■ TASK STATEMENT
In the data below, one line contains "let response = builder" and a later one contains "filename src/models/mod.rs". Print both, with every line between them, exactly and alone.

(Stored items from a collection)
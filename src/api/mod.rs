//! Backend API layer: error taxonomy, transport seam, and the client.

pub mod client;
pub mod error;
pub mod transport;

pub use client::{ApiClient, TokenPair};
pub use error::{ApiError, ValidationDetail};
pub use transport::{HttpTransport, Transport, WireRequest, WireResponse};
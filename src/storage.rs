//! Pluggable key-value storage for client-side persisted state.
//!
//! The token store and config layer write through this interface rather than
//! touching the filesystem or keychain directly, so tests can run against an
//! in-memory backend while production picks a durable one:
//!
//! - `MemoryStorage`: process-local, for tests and ephemeral sessions
//! - `FileStorage`: a JSON file under the platform data directory
//! - `KeyringStorage`: the OS keychain via the `keyring` crate

use std::collections::HashMap;
use std::path::PathBuf;
use std::sync::Mutex;

use anyhow::{Context, Result};
use keyring::Entry;

/// Storage file name inside the data directory
const STORAGE_FILE: &str = "storage.json";

/// A get/set/remove capability over opaque string values.
pub trait KeyValueStorage: Send + Sync {
    fn get(&self, key: &str) -> Result<Option<String>>;
    fn set(&self, key: &str, value: &str) -> Result<()>;
    fn remove(&self, key: &str) -> Result<()>;
}

/// In-memory backend. Values do not survive the process.
#[derive(Default)]
pub struct MemoryStorage {
    values: Mutex<HashMap<String, String>>,
}

impl MemoryStorage {
    pub fn new() -> Self {
        Self::default()
    }
}

impl KeyValueStorage for MemoryStorage {
    fn get(&self, key: &str) -> Result<Option<String>> {
        Ok(self.values.lock().expect("storage lock poisoned").get(key).cloned())
    }

    fn set(&self, key: &str, value: &str) -> Result<()> {
        self.values
            .lock()
            .expect("storage lock poisoned")
            .insert(key.to_string(), value.to_string());
        Ok(())
    }

    fn remove(&self, key: &str) -> Result<()> {
        self.values.lock().expect("storage lock poisoned").remove(key);
        Ok(())
    }
}

/// File-backed storage: a single JSON map read and rewritten per operation.
/// Write volume is a handful of keys at login/logout, so whole-file rewrites
/// are fine.
pub struct FileStorage {
    path: PathBuf,
}

impl FileStorage {
    pub fn new(path: PathBuf) -> Self {
        Self { path }
    }

    /// Storage file in the platform data directory, e.g.
    /// `~/.local/share/patina/storage.json`.
    pub fn default_path(app_name: &str) -> Result<PathBuf> {
        let data_dir = dirs::data_dir().ok_or_else(|| anyhow::anyhow!("Could not find data directory"))?;
        Ok(data_dir.join(app_name).join(STORAGE_FILE))
    }

    fn read_map(&self) -> Result<HashMap<String, String>> {
        if !self.path.exists() {
            return Ok(HashMap::new());
        }
        let contents = std::fs::read_to_string(&self.path)
            .with_context(|| format!("Failed to read storage file: {}", self.path.display()))?;
        serde_json::from_str(&contents)
            .with_context(|| format!("Failed to parse storage file: {}", self.path.display()))
    }

    fn write_map(&self, map: &HashMap<String, String>) -> Result<()> {
        if let Some(parent) = self.path.parent() {
            std::fs::create_dir_all(parent)?;
        }
        let contents = serde_json::to_string_pretty(map)?;
        std::fs::write(&self.path, contents)
            .with_context(|| format!("Failed to write storage file: {}", self.path.display()))
    }
}

impl KeyValueStorage for FileStorage {
    fn get(&self, key: &str) -> Result<Option<String>> {
        Ok(self.read_map()?.get(key).cloned())
    }

    fn set(&self, key: &str, value: &str) -> Result<()> {
        let mut map = self.read_map()?;
        map.insert(key.to_string(), value.to_string());
        self.write_map(&map)
    }

    fn remove(&self, key: &str) -> Result<()> {
        let mut map = self.read_map()?;
        if map.remove(key).is_some() {
            self.write_map(&map)?;
        }
        Ok(())
    }
}

/// OS keychain backend. Each key becomes a keyring entry under the service
/// name, so credentials never land in a plain file.
pub struct KeyringStorage {
    service: String,
}

impl KeyringStorage {
    pub fn new(service: &str) -> Self {
        Self {
            service: service.to_string(),
        }
    }

    fn entry(&self, key: &str) -> Result<Entry> {
        Entry::new(&self.service, key).context("Failed to create keyring entry")
    }
}

impl KeyValueStorage for KeyringStorage {
    fn get(&self, key: &str) -> Result<Option<String>> {
        match self.entry(key)?.get_password() {
            Ok(value) => Ok(Some(value)),
            Err(keyring::Error::NoEntry) => Ok(None),
            Err(e) => Err(e).context("Failed to read from keychain"),
        }
    }

    fn set(&self, key: &str, value: &str) -> Result<()> {
        self.entry(key)?
            .set_password(value)
            .context("Failed to store value in keychain")
    }

    fn remove(&self, key: &str) -> Result<()> {
        match self.entry(key)?.delete_credential() {
            Ok(()) | Err(keyring::Error::NoEntry) => Ok(()),
            Err(e) => Err(e).context("Failed to delete value from keychain"),
        }
    }
}
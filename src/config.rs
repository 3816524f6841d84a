//! Application configuration management.
//!
//! This module handles loading and saving the client configuration, which
//! includes the backend base URL and the last email used to sign in.
//!
//! Configuration is stored at `~/.config/patina/config.json`. The base URL
//! can be overridden with the `PATINA_API_BASE_URL` environment variable
//! (a `.env` file is honored if present).

use std::path::PathBuf;

use anyhow::Result;
use serde::{Deserialize, Serialize};

/// Application name used for config/data directory paths
const APP_NAME: &str = "patina";

/// Config file name
const CONFIG_FILE: &str = "config.json";

/// Default backend base URL for local development
const DEFAULT_API_BASE_URL: &str = "http://localhost:8000";

/// Environment variable overriding the backend base URL
const API_BASE_URL_ENV: &str = "PATINA_API_BASE_URL";

#[derive(Debug, Clone, Serialize, Deserialize)]
pub struct Config {
    pub api_base_url: String,
    pub last_email: Option<String>,
}

impl Default for Config {
    fn default() -> Self {
        Self {
            api_base_url: DEFAULT_API_BASE_URL.to_string(),
            last_email: None,
        }
    }
}

impl Config {
    pub fn load() -> Result<Self> {
        // Load .env file if present (silently ignore if not found)
        let _ = dotenvy::dotenv();

        let path = Self::config_path()?;
        let mut config = if path.exists() {
            let contents = std::fs::read_to_string(&path)?;
            serde_json::from_str(&contents)?
        } else {
            Self::default()
        };

        if let Ok(url) = std::env::var(API_BASE_URL_ENV) {
            if !url.is_empty() {
                config.api_base_url = url;
            }
        }

        Ok(config)
    }

    pub fn save(&self) -> Result<()> {
        let path = Self::config_path()?;
        if let Some(parent) = path.parent() {
            std::fs::create_dir_all(parent)?;
        }
        let contents = serde_json::to_string_pretty(self)?;
        std::fs::write(path, contents)?;
        Ok(())
    }

    fn config_path() -> Result<PathBuf> {
        let config_dir =
            dirs::config_dir().ok_or_else(|| anyhow::anyhow!("Could not find config directory"))?;
        Ok(config_dir.join(APP_NAME).join(CONFIG_FILE))
    }

    /// Data directory for persisted client state (token storage).
    pub fn data_dir() -> Result<PathBuf> {
        let data_dir =
            dirs::data_dir().ok_or_else(|| anyhow::anyhow!("Could not find data directory"))?;
        Ok(data_dir.join(APP_NAME))
    }
}
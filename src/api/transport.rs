//! HTTP transport seam.
//!
//! The API client speaks to the wire through the `Transport` trait so tests
//! can inject a scripted transport and drive the refresh-and-retry logic
//! without a server. `HttpTransport` is the production implementation on top
//! of `reqwest`.

use anyhow::Result;
use futures::future::BoxFuture;
use reqwest::{Client, Method, StatusCode};

use super::ApiError;

/// HTTP request timeout in seconds.
/// 30s allows for slow API responses while failing fast enough for good UX.
const REQUEST_TIMEOUT_SECS: u64 = 30;

/// An outbound request, already resolved to a full URL.
#[derive(Debug, Clone)]
pub struct WireRequest {
    pub method: Method,
    pub url: String,
    pub bearer: Option<String>,
    pub body: Option<serde_json::Value>,
}

/// A raw response: status plus unparsed body text. Status is checked by the
/// client before any JSON parsing happens.
#[derive(Debug, Clone)]
pub struct WireResponse {
    pub status: StatusCode,
    pub reason: String,
    pub body: String,
}

pub trait Transport: Send + Sync {
    /// Send a request. `Err` is reserved for transport-level failures
    /// (DNS, connect, timeout); any HTTP status comes back as `Ok`.
    fn send(&self, request: WireRequest) -> BoxFuture<'_, Result<WireResponse, ApiError>>;
}

/// Production transport.
/// Clone is cheap - reqwest::Client uses Arc internally for connection pooling.
#[derive(Clone)]
pub struct HttpTransport {
    client: Client,
}

impl HttpTransport {
    pub fn new() -> Result<Self> {
        let client = Client::builder()
            .timeout(std::time::Duration::from_secs(REQUEST_TIMEOUT_SECS))
            .build()?;
        Ok(Self { client })
    }
}

impl Transport for HttpTransport {
    fn send(&self, request: WireRequest) -> BoxFuture<'_, Result<WireResponse, ApiError>> {
        Box::pin(async move {
            let mut builder = self.client.request(request.method, &request.url);
            if let Some(token) = request.bearer {
                builder = builder.bearer_auth(token);
            }
            if let Some(body) = request.body {
                builder = builder.json(&body);
            }

            let response = builder
                .send()
                .await
                .map_err(|e| ApiError::Network(e.to_string()))?;

            let status = response.status();
            let reason = status.canonical_reason().unwrap_or("").to_string();
            let body = response
                .text()
                .await
                .map_err(|e| ApiError::Network(e.to_string()))?;

            Ok(WireResponse {
                status,
                reason,
                body,
            })
        })
    }
}
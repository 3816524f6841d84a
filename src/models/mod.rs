//! Data models for Patina storefront entities.
//!
//! This module contains the data structures used across the client:
//!
//! - `Product`, `Condition`, `Category`: catalog pieces
//! - `User`, `Role`: the authenticated session identity
//! - `Seller`, `Rating`: public seller profiles shown on piece pages
//! - `UserResponse`: the backend user payload from `/auth/me` and `/users/`

pub mod product;
pub mod user;

pub use product::{Category, Condition, Product};
pub use user::{Rating, Role, Seller, User, UserResponse};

■ RESPONSE BOX
            let response = builder
                .send()
                .await
                .map_err(|e| ApiError::Network(e.to_string()))?;

            let status = response.status();
            let reason = status.canonical_reason().unwrap_or("").to_string();
            let body = response
                .text()
                .await
                .map_err(|e| ApiError::Network(e.to_string()))?;

            Ok(WireResponse {
                status,
                reason,
                body,
            })
        })
    }
}
repository 3816524f6841d84a
filename src/models/mod.rs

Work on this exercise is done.